Structure of the catalytic region of human complement protease C1s: study by chemical cross-linking and three-dimensional homology modeling.

C1s is a multidomain serine protease that is responsible for the enzymatic activity of C1, the first component of the classical pathway of complement. Its catalytic region (gamma-B) comprises two contiguous complement control protein (CCP) modules, IV and V (about 60 residues each), a 15-residue intermediary segment, and the B chain (251 residues), which is the serine protease domain. With a view to identify domain-domain interactions within this region, the gamma-B fragment of C1s, obtained by limited proteolysis with plasmin, was chemically cross-linked with the water-soluble carbodiimide 1-ethyl-3-[3-(dimethylamino)propyl]carbodiimide; then cross-linked peptides were isolated after CNBr cleavage and thermolytic digestion.

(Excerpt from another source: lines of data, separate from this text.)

use anyhow::Result;
use blockforge_common::{default_settings, default_variant, Block, BlockType, IdGenerator};
use clap::Args;

#[derive(Args, Debug)]
pub struct NewArgs {
    /// Block type, e.g. `hero` or `product-grid`
    pub block_type: String,

    /// Variant (defaults to the catalog's default for the type)
    #[arg(short, long)]
    pub variant: Option<String>,
}

pub fn new_block(args: NewArgs) -> Result<()> {
    let block = build_block(&args)?;
    println!("{}", serde_json::to_string_pretty(&block)?);
    Ok(())
}

fn build_block(args: &NewArgs) -> Result<Block> {
    let block_type: BlockType = args.block_type.parse()?;
    let variant = args
        .variant
        .clone()
        .unwrap_or_else(|| default_variant(block_type).to_string());
    let id = IdGenerator::new("blockforge-cli").new_id(block_type.as_str());

    Ok(Block::new(id, block_type, variant).with_settings(default_settings(block_type)))
}

#[cfg(test)]
mod tests {
    use super::*;

    #[test]
    fn test_builds_catalog_block() {
        let block = build_block(&NewArgs {
            block_type: "product-grid".into(),
            variant: None,
        })
        .unwrap();
        assert_eq!(block.block_type, BlockType::ProductGrid);
        assert_eq!(block.variant, default_variant(BlockType::ProductGrid));
        assert!(block.id.starts_with("product-grid-"));
    }

    #[test]
    fn test_unknown_type_is_error() {
        let result = build_block(&NewArgs {
            block_type: "carousel".into(),
            variant: None,
        });
        assert!(result.is_err());
    }
}
use crc32fast::Hasher;

/// Generate a session seed from a namespace and the current time using CRC32.
///
/// Two editor sessions opened on the same document get different seeds, so
/// ids minted in one session never collide with ids minted in another.
pub fn session_seed(namespace: &str) -> String {
    let nanos = chrono::Utc::now()
        .timestamp_nanos_opt()
        .unwrap_or_default();

    let mut hasher = Hasher::new();
    hasher.update(namespace.as_bytes());
    hasher.update(&nanos.to_le_bytes());
    hasher.update(&std::process::id().to_le_bytes());
    format!("{:x}", hasher.finalize())
}

/// Sequential ID generator for blocks and groups within a session
#[derive(Debug, Clone)]
pub struct IdGenerator {
    seed: String,
    count: u64,
}

impl IdGenerator {
    pub fn new(namespace: &str) -> Self {
        Self {
            seed: session_seed(namespace),
            count: 0,
        }
    }

    /// Deterministic generator, mostly useful in tests
    pub fn from_seed(seed: impl Into<String>) -> Self {
        Self {
            seed: seed.into(),
            count: 0,
        }
    }

    /// Generate next sequential ID, e.g. `hero-3f2a91c0-4`
    pub fn new_id(&mut self, prefix: &str) -> String {
        self.count += 1;
        format!("{}-{}-{}", prefix, self.seed, self.count)
    }

    pub fn seed(&self) -> &str {
        &self.seed
    }
}

#[cfg(test)]
mod tests {
    use super::*;

    #[test]
    fn test_sequential_ids() {
        let mut gen = IdGenerator::from_seed("abc");

        assert_eq!(gen.new_id("hero"), "hero-abc-1");
        assert_eq!(gen.new_id("hero"), "hero-abc-2");
        assert_eq!(gen.new_id("group"), "group-abc-3");
    }

    #[test]
    fn test_generated_ids_share_seed() {
        let mut gen = IdGenerator::new("/storefront/home");
        let seed = gen.seed().to_string();

        let id = gen.new_id("footer");
        assert!(id.starts_with(&format!("footer-{}", seed)));
    }
}
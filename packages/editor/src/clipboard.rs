//! Single-slot block clipboard, mirrored to the host's system clipboard.

use crate::document::DocumentStore;
use crate::errors::EditorError;
use blockforge_common::{Block, BlockType, Settings};
use chrono::{DateTime, Utc};
use serde::{Deserialize, Serialize};
use thiserror::Error;

#[derive(Error, Debug, Clone, PartialEq)]
pub enum ClipboardError {
    #[error("System clipboard unavailable")]
    Unavailable,

    #[error("System clipboard access failed: {0}")]
    Access(String),
}

/// Host clipboard collaborator
pub trait SystemClipboard {
    fn write_text(&mut self, text: &str) -> Result<(), ClipboardError>;
    fn read_text(&mut self) -> Result<Option<String>, ClipboardError>;
}

/// For hosts without a system clipboard; every call fails
#[derive(Debug, Default, Clone, Copy)]
pub struct NoSystemClipboard;

impl SystemClipboard for NoSystemClipboard {
    fn write_text(&mut self, _text: &str) -> Result<(), ClipboardError> {
        Err(ClipboardError::Unavailable)
    }

    fn read_text(&mut self) -> Result<Option<String>, ClipboardError> {
        Err(ClipboardError::Unavailable)
    }
}

/// In-process clipboard (tests, headless hosts)
#[derive(Debug, Default, Clone)]
pub struct MemoryClipboard {
    pub text: Option<String>,
}

impl SystemClipboard for MemoryClipboard {
    fn write_text(&mut self, text: &str) -> Result<(), ClipboardError> {
        self.text = Some(text.to_string());
        Ok(())
    }

    fn read_text(&mut self) -> Result<Option<String>, ClipboardError> {
        Ok(self.text.clone())
    }
}

/// Content of a copied block (identity and position are not copied)
#[derive(Debug, Clone, PartialEq, Serialize, Deserialize)]
#[serde(rename_all = "camelCase")]
pub struct ClipboardEntry {
    #[serde(rename = "type")]
    pub block_type: BlockType,
    pub variant: String,
    #[serde(default)]
    pub settings: Settings,
    #[serde(default = "default_visible")]
    pub visible: bool,
    pub copied_at: DateTime<Utc>,
}

fn default_visible() -> bool {
    true
}

impl ClipboardEntry {
    pub fn from_block(block: &Block) -> Self {
        Self {
            block_type: block.block_type,
            variant: block.variant.clone(),
            settings: block.settings.clone(),
            visible: block.visible,
            copied_at: Utc::now(),
        }
    }

    pub fn to_json(&self) -> Result<String, EditorError> {
        Ok(serde_json::to_string(self)?)
    }

    pub fn from_json(text: &str) -> Result<Self, EditorError> {
        Ok(serde_json::from_str(text)?)
    }

    /// New block (without an id yet) carrying this entry's content
    pub fn to_block(&self) -> Block {
        let mut block = Block::new(String::new(), self.block_type, self.variant.clone())
            .with_settings(self.settings.clone());
        block.visible = self.visible;
        block
    }
}

#[derive(Debug, Default)]
pub struct Clipboard {
    entry: Option<ClipboardEntry>,
}

impl Clipboard {
    pub fn new() -> Self {
        Self::default()
    }

    /// Copy the selected block. Mirroring to `system` is best effort.
    pub fn copy(&mut self, store: &DocumentStore, system: &mut dyn SystemClipboard) -> bool {
        let Some(block) = store.selected_block() else {
            return false;
        };
        let entry = ClipboardEntry::from_block(block);

        match entry.to_json() {
            Ok(json) => {
                if let Err(err) = system.write_text(&json) {
                    tracing::warn!(error = %err, "failed to mirror block to system clipboard");
                }
            }
            Err(err) => tracing::warn!(error = %err, "failed to serialize clipboard entry"),
        }

        tracing::debug!(block_id = %block.id, "copied block");
        self.entry = Some(entry);
        true
    }

    /// Paste after the selected block (or at the end) and select the new
    /// block. A valid entry from `system` wins only when it is newer than
    /// the local slot.
    pub fn paste(&mut self, store: &mut DocumentStore, system: &mut dyn SystemClipboard) -> Option<String> {
        let system_entry = read_system_entry(system).filter(|entry| {
            self.entry
                .as_ref()
                .map_or(true, |local| entry.copied_at > local.copied_at)
        });
        if let Some(entry) = system_entry {
            self.entry = Some(entry);
        }
        let entry = self.entry.clone()?;

        let anchor = store.selected_block_id().map(str::to_string);
        let id = store.insert_block_after(anchor.as_deref(), entry.to_block(), "Paste block");
        tracing::debug!(block_id = %id, "pasted block");
        Some(id)
    }

    pub fn can_paste(&self) -> bool {
        self.entry.is_some()
    }

    pub fn entry(&self) -> Option<&ClipboardEntry> {
        self.entry.as_ref()
    }

    pub fn clear(&mut self) {
        self.entry = None;
    }
}

fn read_system_entry(system: &mut dyn SystemClipboard) -> Option<ClipboardEntry> {
    match system.read_text() {
        Ok(Some(text)) => match ClipboardEntry::from_json(&text) {
            Ok(entry) => Some(entry),
            Err(err) => {
                tracing::debug!(error = %err, "system clipboard holds no block");
                None
            }
        },
        Ok(None) => None,
        Err(err) => {
            tracing::warn!(error = %err, "failed to read system clipboard");
            None
        }
    }
}
use crate::block::Block;

/// Visitor pattern for traversing a block tree immutably
///
/// The default implementation walks every block depth-first, parents
/// before children. Override `visit_block` to act on nodes and call
/// `walk_block` to keep descending.
pub trait Visitor: Sized {
    fn visit_block(&mut self, block: &Block, depth: usize) {
        walk_block(self, block, depth);
    }
}

pub fn walk_blocks<V: Visitor>(visitor: &mut V, blocks: &[Block], depth: usize) {
    for block in blocks {
        visitor.visit_block(block, depth);
    }
}

pub fn walk_block<V: Visitor>(visitor: &mut V, block: &Block, depth: usize) {
    walk_blocks(visitor, block.children(), depth + 1);
}

/// Collects every id in the tree in visit order
#[derive(Debug, Default)]
pub struct IdCollector {
    pub ids: Vec<String>,
}

impl Visitor for IdCollector {
    fn visit_block(&mut self, block: &Block, depth: usize) {
        self.ids.push(block.id.clone());
        walk_block(self, block, depth);
    }
}

/// All ids in the tree, parents before children
pub fn collect_ids(blocks: &[Block]) -> Vec<String> {
    let mut collector = IdCollector::default();
    walk_blocks(&mut collector, blocks, 0);
    collector.ids
}

/// Number of blocks at any depth
pub fn count_blocks(blocks: &[Block]) -> usize {
    blocks
        .iter()
        .map(|block| 1 + count_blocks(block.children()))
        .sum()
}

N-Terminal sequence and mass spectrometry analyses allowed us to identify two cross-links between Lys 405 of module V and Glu 672 of the B chain and between Glu 418 of the intermediary segment and Lys 608 of the B chain. Three-dimensional modeling of the CCP modules IV and V and of the catalytic B chain was also carried out on the basis of their respective homology with the 16th and 5th CCP modules of complement factor H and type I serine proteases. The information provided by both the chemical cross-linking studies and the homology modeling enabled us to construct a three-dimensional model for the assembly of the C-terminal part of the gamma-B region, comprising module V, the intermediary segment, and the B chain. This model shows that module V interacts with the serine protease B chain on the side opposite to both the activation site and the catalytic site. Functional implications of this interaction are discussed in terms of the possible role of module V in the specific recognition and positioning of C4, one of the two substrates of C1s.